Part of that giving back is fulfilling his civil obligations by voting in the upcoming presidential election. Though he hasn't settled on a candidate yet, there's one politician who won't be getting his vote: Hillary Clinton. "I feel deeply suspicious of everything about her," he says. "She's got to do some mind-altering drugs for me to be interested. I don't like people that have presumed it's their job already. She's given off that air, and that's unfortunate. I'm very, very wary of that. It sends the hairs on the back of my neck standing up like church music."

Like the presidential hopefuls, Lydon is also out on the road. He's promoting a new Public Image Ltd. album, What the World Needs Now..., their tenth overall and second since coming off a nearly two-decade hiatus. Like last time, the recording process remains the same. Nothing is prepared in advance, not the music or lyrics. "We set the studio up so it's a live recording, very much like a rehearsal. As we're writing, we're actually recording. Then we'll go back at the end of the day and work out what we like about what we did all afternoon and go from there."

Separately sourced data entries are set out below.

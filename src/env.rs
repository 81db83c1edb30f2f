//! Pascal-- runtime environment — the constant and variable tables.
//!
//! Names are case-sensitive and live in exactly one of the two tables. The
//! const section always precedes the var section, so only `declare_variable`
//! checks the other table.
//! Lookups consult variables before constants. A variable keeps the tag it
//! was declared with; `assign` refuses a value with a different tag.

use std::collections::HashMap;

use thiserror::Error;

use crate::ast::DeclaredType;
use crate::value::Value;

#[derive(Debug, Error, Clone, PartialEq, Eq)]
pub enum EnvError {
    #[error("Constant already declared: {0}")]
    ConstantRedeclared(String),
    #[error("Redeclared constant name: {0}")]
    ConstantNameReused(String),
    #[error("Variable already declared: {0}")]
    VariableRedeclared(String),
    #[error("Assignment to constant: {0}")]
    AssignToConstant(String),
    #[error("Undeclared variable assignment: {0}")]
    UndeclaredAssignment(String),
    #[error("Cannot store a {found} value in {expected} variable {name}")]
    TagMismatch {
        name: String,
        expected: &'static str,
        found: &'static str,
    },
}

#[derive(Debug, Clone, Default)]
pub struct Environment {
    constants: HashMap<String, Value>,
    variables: HashMap<String, Value>,
}

impl Environment {
    pub fn new() -> Self {
        Self::default()
    }

    pub fn declare_constant(&mut self, name: &str, value: Value) -> Result<(), EnvError> {
        if self.constants.contains_key(name) {
            return Err(EnvError::ConstantRedeclared(name.to_string()));
        }
        self.constants.insert(name.to_string(), value);
        Ok(())
    }

    /// Declare a variable holding the zero value of its type.
    pub fn declare_variable(&mut self, name: &str, ty: DeclaredType) -> Result<(), EnvError> {
        if self.constants.contains_key(name) {
            return Err(EnvError::ConstantNameReused(name.to_string()));
        }
        if self.variables.contains_key(name) {
            return Err(EnvError::VariableRedeclared(name.to_string()));
        }
        self.variables.insert(name.to_string(), ty.zero_value());
        Ok(())
    }

    /// Overwrite a variable. The new value must carry the declared tag.
    pub fn assign(&mut self, name: &str, value: Value) -> Result<(), EnvError> {
        if self.constants.contains_key(name) {
            return Err(EnvError::AssignToConstant(name.to_string()));
        }
        let slot = self
            .variables
            .get_mut(name)
            .ok_or_else(|| EnvError::UndeclaredAssignment(name.to_string()))?;
        if !slot.same_tag(&value) {
            return Err(EnvError::TagMismatch {
                name: name.to_string(),
                expected: slot.type_name(),
                found: value.type_name(),
            });
        }
        *slot = value;
        Ok(())
    }

    /// Resolve a name, variables first.
    pub fn lookup(&self, name: &str) -> Option<&Value> {
        self.variables.get(name).or_else(|| self.constants.get(name))
    }

    pub fn variable(&self, name: &str) -> Option<&Value> {
        self.variables.get(name)
    }

    pub fn constant(&self, name: &str) -> Option<&Value> {
        self.constants.get(name)
    }

    pub fn is_constant(&self, name: &str) -> bool {
        self.constants.contains_key(name)
    }
}
impl<'a, R: BufRead, W: Write> Interpreter<'a, R, W> {
    pub fn new(program: &'a Program, input: R, output: W) -> Self {
        Self {
            program,
            env: Environment::new(),
            input,
            output,
        }
    }

    /// Execute the program from a clean environment.
    pub fn run(&mut self) -> PascalResult<()> {
        self.env = Environment::new();
        let program = self.program;
        debug!(
            name = program.name().unwrap_or_default(),
            blocks = program.blocks.len(),
            "running program"
        );
        for block in program.blocks.iter().skip(1) {
            self.exec_block(block)?;
        }
        self.output
            .flush()
            .map_err(|e| Diagnostic::runtime(format!("failed to flush output: {e}")))
    }

    pub fn environment(&self) -> &Environment {
        &self.env
    }

    pub fn output(&self) -> &W {
        &self.output
    }

    fn exec_block(&mut self, block: &[Node]) -> PascalResult<()> {
        for node in block {
            self.exec_node(node)?;
        }
        Ok(())
    }

    fn exec_node(&mut self, node: &Node) -> PascalResult<()> {
        debug!(
            statement = node.kind.name(),
            line = node.loc.line,
            "execute"
        );
        let loc = &node.loc;
        match &node.kind {
            NodeKind::ProgramHeader { .. }
            | NodeKind::ConstSection
            | NodeKind::VarSection
            | NodeKind::BeginSection => Ok(()),
            NodeKind::ConstDeclaration {
                identifier,
                declared_type,
                value,
            } => self.exec_const(identifier, *declared_type, value, loc),
            NodeKind::VariableDeclaration {
                identifiers,
                declared_type,
            } => self.exec_var(identifiers, *declared_type, loc),
            NodeKind::Assignment { target, expr } => self.exec_assign(target, expr, loc),
            NodeKind::Write { args } => self.exec_write(args, loc),
            NodeKind::Read { identifiers } => self.exec_read(identifiers, loc),
            NodeKind::If {
                condition,
                then_block,
                else_block,
            } => {
                if self.eval_condition(condition, loc)? {
                    self.exec_block(then_block)
                } else if let Some(else_block) = else_block {
                    self.exec_block(else_block)
                } else {
                    Ok(())
                }
            }
        }
    }

    // ── declarations ─────────────────────────────────────────────────

    fn exec_const(
        &mut self,
        name: &str,
        declared_type: DeclaredType,
        literal: &Value,
        loc: &SourceLoc,
    ) -> PascalResult<()> {
        if self.env.is_constant(name) {
            return Err(runtime(format!("Constant already declared: {name}"), loc));
        }
        let value = match (declared_type, literal) {
            (DeclaredType::Integer, Value::Int(_))
            | (DeclaredType::Double, Value::Double(_))
            | (DeclaredType::String, Value::Str(_)) => literal.clone(),
            (DeclaredType::Double, Value::Int(n)) => Value::Double(*n as f64),
            _ => {
                return Err(runtime(
                    format!(
                        "Type mismatch in constant declaration: {name} is declared {declared_type} but given a {} literal",
                        literal.type_name()
                    ),
                    loc,
                ))
            }
        };
        self.env
            .declare_constant(name, value)
            .map_err(|e| runtime(e.to_string(), loc))
    }

    fn exec_var(
        &mut self,
        identifiers: &IdentifierList,
        declared_type: DeclaredType,
        loc: &SourceLoc,
    ) -> PascalResult<()> {
        for name in identifiers {
            self.env
                .declare_variable(name, declared_type)
                .map_err(|e| runtime(e.to_string(), loc))?;
        }
        Ok(())
    }

    // ── statements ───────────────────────────────────────────────────

    fn exec_assign(&mut self, target: &str, expr: &[Token], loc: &SourceLoc) -> PascalResult<()> {
        if self.env.is_constant(target) {
            return Err(runtime(format!("Assignment to constant: {target}"), loc));
        }
        let Some(current) = self.env.variable(target) else {
            return Err(runtime(format!("Undeclared variable assignment: {target}"), loc));
        };

        let failed = |cause: String| runtime(format!("Failed to assign {target}: {cause}"), loc);
        let value = if current.is_numeric() {
            let number = evaluate_numeric(expr, &self.env).map_err(|e| failed(e.to_string()))?;
            current
                .narrow(number)
                .ok_or_else(|| failed("numeric value for a string variable".into()))?
        } else {
            Value::Str(evaluate_string(expr, &self.env).map_err(|e| failed(e.to_string()))?)
        };

        self.env
            .assign(target, value)
            .map_err(|e| failed(e.to_string()))
    }

    fn exec_write(&mut self, args: &[Token], loc: &SourceLoc) -> PascalResult<()> {
        let mut record = String::new();
        for field in split_fields(args).map_err(|msg| runtime(msg, loc))? {
            match evaluate_either(field, &self.env) {
                Ok(Operand::Number(n)) => record.push_str(&format_number(n)),
                Ok(Operand::Text(s)) => record.push_str(&s),
                Err(e) => {
                    return Err(runtime(
                        format!("Could not evaluate the expression: {e}"),
                        loc,
                    ))
                }
            }
        }
        writeln!(self.output, "{record}")
            .map_err(|e| runtime(format!("failed to write output: {e}"), loc))
    }

    fn exec_read(&mut self, identifiers: &IdentifierList, loc: &SourceLoc) -> PascalResult<()> {
        for name in identifiers {
            if self.env.is_constant(name) {
                return Err(runtime(format!("Input to constant not allowed: {name}"), loc));
            }
            let Some(current) = self.env.variable(name) else {
                return Err(runtime(format!("Undeclared variable: {name}"), loc));
            };
            let current = current.clone();

            let line = self.read_line(name, loc)?;
            let value = match current {
                Value::Int(_) => match line.trim().parse::<i64>() {
                    Ok(n) => Value::Int(n),
                    Err(e)
                        if matches!(
                            e.kind(),
                            IntErrorKind::PosOverflow | IntErrorKind::NegOverflow
                        ) =>
                    {
                        return Err(runtime(
                            format!("Input value out of range for variable {name}: {line}"),
                            loc,
                        ))
                    }
                    Err(_) => return Err(invalid_input(name, &line, loc)),
                },
                Value::Double(_) => match line.trim().parse::<f64>() {
                    Ok(d) => Value::Double(d),
                    Err(_) => return Err(invalid_input(name, &line, loc)),
                },
                Value::Str(_) => Value::Str(line),
            };
            debug!(variable = %name, value = %value, "read");
            self.env
                .assign(name, value)
                .map_err(|e| runtime(e.to_string(), loc))?;
        }
        Ok(())
    }

    /// One input line without its line terminator.
    fn read_line(&mut self, name: &str, loc: &SourceLoc) -> PascalResult<String> {
        let mut line = String::new();
        let read = self
            .input
            .read_line(&mut line)
            .map_err(|e| runtime(format!("failed to read input for {name}: {e}"), loc))?;
        if read == 0 {
            return Err(runtime(
                format!("Unexpected end of input while reading {name}"),
                loc,
            ));
        }
        if line.ends_with('\n') {
            line.pop();
            if line.ends_with('\r') {
                line.pop();
            }
        }
        Ok(line)
    }

    // ── conditions ───────────────────────────────────────────────────

    fn eval_condition(&self, condition: &[Token], loc: &SourceLoc) -> PascalResult<bool> {
        let mut ops = condition
            .iter()
            .enumerate()
            .filter(|(_, t)| t.kind.is_comparison());
        let (at, op) = match (ops.next(), ops.next()) {
            (Some(found), None) => found,
            (Some(_), Some(_)) => {
                return Err(runtime(
                    "Multiple comparison operators ('=', '<>', '<', '<=', '>', '>=') in condition",
                    loc,
                ))
            }
            (None, _) => {
                return Err(runtime(
                    "Condition must contain a comparison operator",
                    loc,
                ))
            }
        };

        // an empty side evaluates to 0
        let (left, right) = (&condition[..at], &condition[at + 1..]);
        let left = evaluate_either(left, &self.env)
            .map_err(|e| runtime(format!("Invalid condition expression: {e}"), loc))?;
        let right = evaluate_either(right, &self.env)
            .map_err(|e| runtime(format!("Invalid condition expression: {e}"), loc))?;

        let result = compare(op, &left, &right).map_err(|msg| runtime(msg, loc))?;
        debug!(op = %op.lexeme, result, "condition");
        Ok(result)
    }
}
//! Numeric and string evaluation of a raw token run against an environment.

use std::collections::HashMap;

use tracing::trace;

use crate::env::Environment;
use crate::lexer::{Token, TokenKind};
use crate::value::Value;

use super::{calculate, convert, validate, ExprError};

/// Result of evaluating a run whose type is not known up front.
#[derive(Debug, Clone, PartialEq)]
pub enum Operand {
    Number(f64),
    Text(String),
}

impl Operand {
    pub fn type_name(&self) -> &'static str {
        match self {
            Self::Number(_) => "number",
            Self::Text(_) => "string",
        }
    }
}

/// Evaluate an arithmetic run. An empty run is `0`.
pub fn evaluate_numeric(tokens: &[Token], env: &Environment) -> Result<f64, ExprError> {
    if tokens.is_empty() {
        return Ok(0.0);
    }

    let mut bindings: HashMap<String, f64> = HashMap::new();
    for token in tokens.iter().filter(|t| t.kind == TokenKind::Identifier) {
        let value = env
            .lookup(&token.lexeme)
            .ok_or_else(|| ExprError::UndeclaredIdentifier(token.lexeme.clone()))?;
        let number = value
            .as_number()
            .ok_or_else(|| ExprError::StringInArithmetic(token.lexeme.clone()))?;
        bindings.insert(token.lexeme.clone(), number);
    }

    validate(tokens)?;
    let postfix = convert(tokens);
    let result = calculate(&postfix, &bindings)?;
    trace!(result, "numeric expression");
    Ok(result)
}

/// Evaluate a `+`-joined run of string literals and string identifiers.
/// An empty run is the empty string.
pub fn evaluate_string(tokens: &[Token], env: &Environment) -> Result<String, ExprError> {
    let mut out = String::new();
    let mut is_first_token = true;
    let mut last_was_sign = false;

    for token in tokens {
        match token.kind {
            TokenKind::Plus => {
                if is_first_token || last_was_sign {
                    return Err(ExprError::InvalidStringExpression);
                }
                last_was_sign = true;
            }
            TokenKind::StringLiteral | TokenKind::Identifier => {
                if !is_first_token && !last_was_sign {
                    return Err(ExprError::InvalidStringExpression);
                }
                out.push_str(&string_operand(token, env)?);
                last_was_sign = false;
            }
            _ => return Err(ExprError::UnexpectedStringToken(token.lexeme.clone())),
        }
        is_first_token = false;
    }

    if last_was_sign {
        return Err(ExprError::InvalidStringExpression);
    }
    Ok(out)
}

fn string_operand(token: &Token, env: &Environment) -> Result<String, ExprError> {
    if token.kind == TokenKind::StringLiteral {
        return Ok(token.lexeme.clone());
    }
    match env.lookup(&token.lexeme) {
        Some(Value::Str(s)) => Ok(s.clone()),
        Some(_) => Err(ExprError::NotAString(token.lexeme.clone())),
        None => Err(ExprError::UndeclaredIdentifier(token.lexeme.clone())),
    }
}

/// Try the numeric path, then the string path.
///
/// When both fail, the string error is reported if the run looks like string
/// work (it holds a string literal, or names a string variable); otherwise
/// the numeric error is.
pub fn evaluate_either(tokens: &[Token], env: &Environment) -> Result<Operand, ExprError> {
    let numeric_err = match evaluate_numeric(tokens, env) {
        Ok(n) => return Ok(Operand::Number(n)),
        Err(err) => err,
    };
    let string_err = match evaluate_string(tokens, env) {
        Ok(s) => return Ok(Operand::Text(s)),
        Err(err) => err,
    };

    let stringy = matches!(numeric_err, ExprError::StringInArithmetic(_))
        || tokens.iter().any(|t| t.kind == TokenKind::StringLiteral);
    Err(if stringy { string_err } else { numeric_err })
}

Just before making the album, Lydon put the finishing touches on his second memoir, Anger Is an Energy, which he says opened up new avenues for him lyrically. "There's a lot in there about my early childhood, which I've never discussed with anybody. I endured a lot when I was young, and it almost killed me. I didn't want to be judged, like 'Oh, that poor sickly thing.' I kept quiet about it for years and years and years, and then it turned into something of a sealed door. And so it was about time I opened up the tomb."

At age 7, Lydon contracted meningitis and went into a coma, which wiped out his memory of several years. Writing about the experience left him feeling particularly self-reflective. "It was a lot to go through," he says, "and that really is the making of the person we now know as me, not anything that happened in pop music."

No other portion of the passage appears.